Authority status attracts pow­ers and exemptions or privileges which regular agencies do not have.

This obviously is one major reason why the EPA wants

to be transformed into an authority as, according to it, that status will strengthen its regula­tory functions and prosecutorial powers to bite harder.

For instance, according to Dr Kokofu’s submission, the EPA can have the power of arrest.

It is also agreed that, all things being equal, public-sector organ­isations deliver better quality and improve efficiency once their managers are given more autono­my in managerial and operational decisions.

The foregoing then supports the EPA’s quest to gain author­ity status so it can assume that strong leadership that can help it have the drive in environmental protection by adopting regula­tions that can ensure the results its new status is supposed to bring.

There are so many environ­mental issues which the EPA must be able to address and its crave for authority status means it is handicapped in handling some of them.

The EPA is country’s leading public entity mandated to protect, co-manage, and improve its envi­ronment, backed by the Environ­mental Protection Agency Act, 1994 (Act 490) with Environ­mental Assessment Regulations, 1999 (L.I. 1652) as its enabling legislation.

Its mandate covers both built and natural environments, which encompass the physical and the terrestrial, aquatic, and atmo­spheric ecosystems.

It undertakes a number of activities in the exercise of its mandate, including conducting Environmental Impact Assess­ments to evaluate the potential environmental impact of pro­posed development projects.

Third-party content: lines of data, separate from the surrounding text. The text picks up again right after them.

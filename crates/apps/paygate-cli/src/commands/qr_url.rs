//! Build a mode-one QR payment URL.

use paygate_client::GatewayClient;

use crate::error::CliResult;
use crate::output::{OutputFormat, QrUrlOutput, Render};

/// Execute the qr-url command.
pub fn qr_url(client: &GatewayClient, format: OutputFormat, product_id: &str) -> CliResult<String> {
    let url = client.bizpay_url(product_id)?;

    let output = QrUrlOutput {
        product_id: product_id.to_string(),
        url,
    };
    Ok(output.render(format))
}
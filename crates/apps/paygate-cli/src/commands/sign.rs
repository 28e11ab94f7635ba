//! Sign fields offline.

use paygate_client::request::sign_fields;
use paygate_client::{GatewayClient, GatewayError, SignType};
use paygate_crypto::SignScheme;

use crate::commands::parse_fields;
use crate::error::CliResult;
use crate::output::{OutputFormat, Render, SignOutput};

/// Execute the sign command.
///
/// Signs exactly the given fields with the configured key. No credentials
/// or nonce are injected.
pub fn sign(
    client: &GatewayClient,
    format: OutputFormat,
    args: &[String],
    sign_type: Option<SignType>,
) -> CliResult<String> {
    let config = client.config();
    let sign_type = sign_type.unwrap_or(config.sign_type);
    let scheme = SignScheme::resolve(sign_type, None).map_err(GatewayError::from)?;

    let mut fields = parse_fields(args)?;
    sign_fields(&mut fields, &config.key, &scheme)?;
    let xml = paygate_wire::encode(&fields).map_err(GatewayError::from)?;

    let output = SignOutput {
        sign_type: sign_type.to_string(),
        sign: fields.signature().unwrap_or_default().to_string(),
        xml: String::from_utf8_lossy(&xml).into_owned(),
    };
    Ok(output.render(format))
}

Besides, it conducts environ­mental monitoring of industrial and commercial activities to ensure compliance with environ­mental laws and regulations; and issues environmental permits to regulate various projects across different sectors, including energy, mining, agriculture and manufacturing.

That is to say businesses whose activities have a potential impact on the environment must register with the EPA and these include mining, manufacturing concerns, construction, those doing logging and commercial farming.

To ensure compliance with environmental regulations, the EPA utilises strategies, including embarking on regular compliance and enforcement exercises and monitoring permit schedules.

The EPA is an agency under the Ministry of Environment, Science Technology and Innova­tion, so it may happen that the Ministry controls it according to its regular status, which does not give it a leeway to operate as free­ly as it should, hence the crave for some autonomy.

It can be recalled that while speaking during the UKGCC webinar already referred to, Dr Kokofu, remarked that “within a month or so, Parliament will approve [the bill for authority status], and the President will assent to it”.

The Ghanaian Times hopes there will be no further delays in the process meant to grant the EPA the authority status it craves so much.